RhinoCommonの詳細については、 RhinoCommonのガイド を、特に What is RhinoCommon? のガイドを参照してください。
Eto
RhinoCommonを使用すると、WindowsとMacで動作する.NETプラグインを作成できます。ただし、ユーザーインターフェイスは除きます。MonoのチームはWinFormsやWPFをクローンしなかったため、これらのテクノロジはどちらもMacでは動作しません。この問題に対処するため、Rhinoには現在Eto.Formsが含まれています。Etoを使用すると、C#、XAML、またはJSONでユーザーインターフェイスを一度記述すれば、WindowsとmacOSで使用できます。実際には、Etoで記述したUIは、iOS、Android、Linuxでも実行できます。

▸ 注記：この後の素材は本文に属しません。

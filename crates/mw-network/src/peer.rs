//! A connected peer.
//!
//! Each peer owns two tasks: a reader that decodes framed messages and
//! dispatches them to the message handler, and a writer that drains the
//! bounded send queue. Teardown runs exactly once: the first close (or
//! task error) flips an atomic flag and signals the quit channel, both
//! tasks terminate, and the socket halves drop with them.

use crate::frame::{read_any_message, read_message, write_message};
use crate::handshake::{Hand, NonceRing, Shake};
use crate::message::{Message, PeerError, Ping};
use crate::{NetConfig, NetworkError, NetworkResult};
use async_trait::async_trait;
use mw_consensus::{
    Block, Capabilities, Difficulty, Hash, Locator, MsgType, Transaction, NET_UNSUPPORTED_VERSION,
    PROTOCOL_VERSION,
};
use std::net::SocketAddr;
use std::sync::atomic::{AtomicBool, AtomicU64, Ordering};
use std::sync::Arc;
use tokio::net::tcp::{OwnedReadHalf, OwnedWriteHalf};
use tokio::net::TcpStream;
use tokio::sync::{mpsc, watch};
use tracing::{debug, info, warn};

/// Receives every decoded message from a peer's reader task.
#[async_trait]
pub trait MessageHandler: Send + Sync {
    /// Handle one message from `peer`. Returning an error disconnects the
    /// peer with the error as reason.
    async fn handle(&self, peer: Arc<Peer>, msg: Message) -> NetworkResult<()>;
}

/// What the remote told us during the handshake.
#[derive(Debug, Clone)]
pub struct HandshakeInfo {
    /// Protocol version of the remote.
    pub version: u32,
    /// Capabilities of the remote.
    pub capabilities: Capabilities,
    /// Total difficulty the remote claimed.
    pub total_difficulty: Difficulty,
    /// Software name and version of the remote.
    pub user_agent: String,
}

/// A participant of the p2p network.
pub struct Peer {
    addr: SocketAddr,
    local_addr: Option<SocketAddr>,
    magic: [u8; 2],
    handshake: HandshakeInfo,

    send_tx: mpsc::Sender<Message>,
    quit_tx: watch::Sender<bool>,
    done_rx: watch::Receiver<bool>,

    disconnect: AtomicBool,
    bytes_sent: AtomicU64,
    bytes_received: AtomicU64,
}

impl Peer {
    /// Dial `addr` and perform the connecting side of the handshake.
    ///
    /// `nonce` must come from the pool's nonce ring so the accepting side
    /// of this process can recognise a connection back to itself.
    pub async fn connect(
        addr: SocketAddr,
        config: &NetConfig,
        total_difficulty: Difficulty,
        nonce: u64,
        handler: Arc<dyn MessageHandler>,
    ) -> NetworkResult<Arc<Peer>> {
        let mut stream = tokio::time::timeout(config.connect_timeout, TcpStream::connect(addr))
            .await
            .map_err(|_| {
                NetworkError::Io(std::io::Error::new(
                    std::io::ErrorKind::TimedOut,
                    "connect timeout",
                ))
            })??;

        let hand = Hand {
            version: PROTOCOL_VERSION,
            capabilities: config.capabilities,
            nonce,
            total_difficulty,
            sender_addr: config.listen_addr,
            receiver_addr: addr,
            user_agent: config.user_agent.clone(),
        };
        write_message(&mut stream, &Message::Hand(hand), config.magic).await?;

        let (msg, _) = tokio::time::timeout(
            config.handshake_timeout,
            read_message(&mut stream, MsgType::Shake, config.magic),
        )
        .await
        .map_err(|_| {
            NetworkError::Io(std::io::Error::new(
                std::io::ErrorKind::TimedOut,
                "handshake timeout",
            ))
        })??;
        let shake = match msg {
            Message::Shake(shake) => shake,
            _ => unreachable!("read_message checked the type"),
        };

        if shake.version != PROTOCOL_VERSION {
            return Err(NetworkError::IncompatibleProtocolVersion { got: shake.version });
        }

        info!(addr = %addr, agent = %shake.user_agent, "connected to peer");

        let handshake = HandshakeInfo {
            version: shake.version,
            capabilities: shake.capabilities,
            total_difficulty: shake.total_difficulty,
            user_agent: shake.user_agent,
        };
        Ok(Self::spawn(stream, addr, handshake, config, handler))
    }

    /// Perform the accepting side of the handshake on an inbound
    /// connection.
    pub async fn accept(
        mut stream: TcpStream,
        addr: SocketAddr,
        config: &NetConfig,
        total_difficulty: Difficulty,
        nonces: &parking_lot::Mutex<NonceRing>,
        handler: Arc<dyn MessageHandler>,
    ) -> NetworkResult<Arc<Peer>> {
        let (msg, _) = tokio::time::timeout(
            config.handshake_timeout,
            read_message(&mut stream, MsgType::Hand, config.magic),
        )
        .await
        .map_err(|_| {
            NetworkError::Io(std::io::Error::new(
                std::io::ErrorKind::TimedOut,
                "handshake timeout",
            ))
        })??;
        let hand = match msg {
            Message::Hand(hand) => hand,
            _ => unreachable!("read_message checked the type"),
        };

        if nonces.lock().contains(hand.nonce) {
            return Err(NetworkError::SelfConnection);
        }

        if hand.version != PROTOCOL_VERSION {
            // Best effort notification before dropping the connection.
            let error = Message::Error(PeerError {
                code: NET_UNSUPPORTED_VERSION,
                message: format!("unsupported protocol version {}", hand.version),
            });
            let _ = write_message(&mut stream, &error, config.magic).await;
            return Err(NetworkError::IncompatibleProtocolVersion { got: hand.version });
        }

        let shake = Shake {
            version: PROTOCOL_VERSION,
            capabilities: config.capabilities,
            total_difficulty,
            user_agent: config.user_agent.clone(),
        };
        write_message(&mut stream, &Message::Shake(shake), config.magic).await?;

        info!(addr = %addr, agent = %hand.user_agent, "accepted peer");

        let handshake = HandshakeInfo {
            version: hand.version,
            capabilities: hand.capabilities,
            total_difficulty: hand.total_difficulty,
            user_agent: hand.user_agent,
        };
        Ok(Self::spawn(stream, addr, handshake, config, handler))
    }

    fn spawn(
        stream: TcpStream,
        addr: SocketAddr,
        handshake: HandshakeInfo,
        config: &NetConfig,
        handler: Arc<dyn MessageHandler>,
    ) -> Arc<Peer> {
        let (send_tx, send_rx) = mpsc::channel(config.send_queue_size);
        let (quit_tx, quit_rx) = watch::channel(false);
        let (done_tx, done_rx) = watch::channel(false);

        let local_addr = stream.local_addr().ok();
        let peer = Arc::new(Peer {
            addr,
            local_addr,
            magic: config.magic,
            handshake,
            send_tx,
            quit_tx,
            done_rx,
            disconnect: AtomicBool::new(false),
            bytes_sent: AtomicU64::new(0),
            bytes_received: AtomicU64::new(0),
        });

        let (read_half, write_half) = stream.into_split();
        let reader = tokio::spawn(read_loop(
            read_half,
            quit_rx.clone(),
            handler,
            peer.clone(),
        ));
        let writer = tokio::spawn(write_loop(write_half, send_rx, quit_rx, peer.clone()));

        let monitor_peer = peer.clone();
        tokio::spawn(async move {
            let _ = tokio::join!(reader, writer);
            debug!(addr = %monitor_peer.addr, "peer tasks finished");
            let _ = done_tx.send(true);
        });

        peer
    }

    /// The remote address.
    pub fn addr(&self) -> SocketAddr {
        self.addr
    }

    /// Our side of the connection, when known.
    pub fn local_addr(&self) -> Option<SocketAddr> {
        self.local_addr
    }

    /// What the remote told us during the handshake.
    pub fn handshake(&self) -> &HandshakeInfo {
        &self.handshake
    }

    /// Total bytes written to the socket.
    pub fn bytes_sent(&self) -> u64 {
        self.bytes_sent.load(Ordering::Relaxed)
    }

    /// Total bytes read from the socket.
    pub fn bytes_received(&self) -> u64 {
        self.bytes_received.load(Ordering::Relaxed)
    }

    /// Whether the connection is still up.
    pub fn is_connected(&self) -> bool {
        !self.disconnect.load(Ordering::SeqCst)
    }

    /// Enqueue a message for the writer task. A no-op once shutdown has
    /// been signaled.
    pub async fn send(&self, msg: Message) {
        if self.disconnect.load(Ordering::SeqCst) {
            debug!(addr = %self.addr, "cannot send message, peer is shutting down");
            return;
        }

        if self.send_tx.send(msg).await.is_err() {
            debug!(addr = %self.addr, "send queue closed, dropping message");
        }
    }

    /// Send a keepalive carrying our chain state.
    pub async fn send_ping(&self, total_difficulty: Difficulty, height: u64) {
        self.send(Message::Ping(Ping {
            total_difficulty,
            height,
        }))
        .await;
    }

    /// Ask the remote for addresses of peers with `capabilities`.
    pub async fn send_peer_request(&self, capabilities: Capabilities) {
        self.send(Message::GetPeerAddrs(capabilities)).await;
    }

    /// Ask the remote for the headers following `locator`.
    pub async fn send_header_request(&self, locator: Locator) {
        self.send(Message::GetHeaders(locator)).await;
    }

    /// Ask the remote for a block by hash.
    pub async fn send_block_request(&self, hash: Hash) {
        self.send(Message::GetBlock(hash)).await;
    }

    /// Ask the remote for a compact block by hash.
    pub async fn send_compact_block_request(&self, hash: Hash) {
        self.send(Message::GetCompactBlock(hash)).await;
    }

    /// Send a full block to the remote.
    pub async fn send_block(&self, block: Block) {
        self.send(Message::Block(block)).await;
    }

    /// Relay a transaction to the remote.
    pub async fn send_transaction(&self, tx: Transaction) {
        self.send(Message::Transaction(tx)).await;
    }

    /// Begin teardown with `reason`. Only the first caller wins; returns
    /// whether this call initiated the teardown.
    pub fn close(&self, reason: &str) -> bool {
        if self
            .disconnect
            .compare_exchange(false, true, Ordering::SeqCst, Ordering::SeqCst)
            .is_err()
        {
            return false;
        }

        info!(addr = %self.addr, reason, "disconnecting peer");
        let _ = self.quit_tx.send(true);
        true
    }

    /// Wait until both peer tasks have finished.
    pub async fn wait_for_disconnect(&self) {
        let mut done = self.done_rx.clone();
        while !*done.borrow() {
            if done.changed().await.is_err() {
                break;
            }
        }
    }
}

impl std::fmt::Debug for Peer {
    fn fmt(&self, f: &mut std::fmt::Formatter<'_>) -> std::fmt::Result {
        f.debug_struct("Peer")
            .field("addr", &self.addr)
            .field("connected", &self.is_connected())
            .finish()
    }
}

async fn read_loop(
    mut read_half: OwnedReadHalf,
    mut quit: watch::Receiver<bool>,
    handler: Arc<dyn MessageHandler>,
    peer: Arc<Peer>,
) {
    loop {
        tokio::select! {
            _ = quit.changed() => break,

            result = read_any_message(&mut read_half, peer.magic) => {
                match result {
                    Ok((msg, read)) => {
                        peer.bytes_received.fetch_add(read, Ordering::Relaxed);

                        if let Err(e) = handler.handle(peer.clone(), msg).await {
                            peer.close(&format!("dispatch failed: {e}"));
                            break;
                        }
                    }
                    Err(e) => {
                        peer.close(&format!("read failed: {e}"));
                        break;
                    }
                }
            }
        }
    }
}

async fn write_loop(
    mut write_half: OwnedWriteHalf,
    mut send_rx: mpsc::Receiver<Message>,
    mut quit: watch::Receiver<bool>,
    peer: Arc<Peer>,
) {
    loop {
        tokio::select! {
            _ = quit.changed() => break,

            maybe_msg = send_rx.recv() => {
                let Some(msg) = maybe_msg else { break };

                if peer.disconnect.load(Ordering::SeqCst) {
                    break;
                }

                match write_message(&mut write_half, &msg, peer.magic).await {
                    Ok(written) => {
                        peer.bytes_sent.fetch_add(written, Ordering::Relaxed);
                    }
                    Err(e) => {
                        warn!(addr = %peer.addr, error = %e, "write failed");
                        peer.close(&format!("write failed: {e}"));
                        break;
                    }
                }
            }
        }
    }
}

Etoについての詳細は、 GitHub上のEto.Forms を参照してください。
.NETのプラグイン
RhinoCommon上には、多数のプラグインが構築されています。これには内部で開発されたプラグイン、そして、サードパーティで開発されたプラグインの両方が含まれます。例えば Grasshopper はRhinoCommonのプラグインです。Rhinoの一部のコマンド、レンダラ、及びファイルIOプラグインは、実際にはRhinoCommonのプラグインとして作成されています。そのうちに、プラットフォーム間でより多くのコードを共有できるように、より便利な機能性をRhinoCommon/.NETプラグインに移行する予定です。 RhinoGold 、 GEMVisionのMatrix 、そして Orca3D のような多くのメジャーなサードパーティのプラグインもRhinoCommon/.NETを使用して書かれています。
RhinoCommonについての詳細は、 RhinoCommonのガイド を参照してください。
Grasshopperのコンポーネント
Rhinoには現在、当社のアルゴリズム/パラメトリックデザイン用のビジュアルプログラミング言語であるGrasshopperが搭載されています。Grasshopperはそれ自体が、 サードパーティによって作成された数多くのGrasshopperのコンポーネント を含んだ開発プラットフォームです。 物理のシミュレーション 、 カスタム・ユーザーインターフェイスの作成 、 産業用ロボットのプログラミングと制御 など様々なことを行えるようになっています。
Grasshopperについての詳細、特にGrasshopperのコンポーネントの開発についての詳細は、 Grasshopperのガイド を参照してください。
Pythonスクリプト
Rhinoに含まれている.NETプラグインの1つにRhinoPythonがあります。 Python ランタイムの.NET実装である IronPython を使用して書かれたRhinoPythonは、RhinoCommon SDK全体をPythonスクリプト言語に公開します。つまり、RhinoCommonに機能を追加すると、その機能がRhinoPythonに自動的に表示されます。
RhinoPythonの詳細については、 RhinoPythonのガイド を参照してください。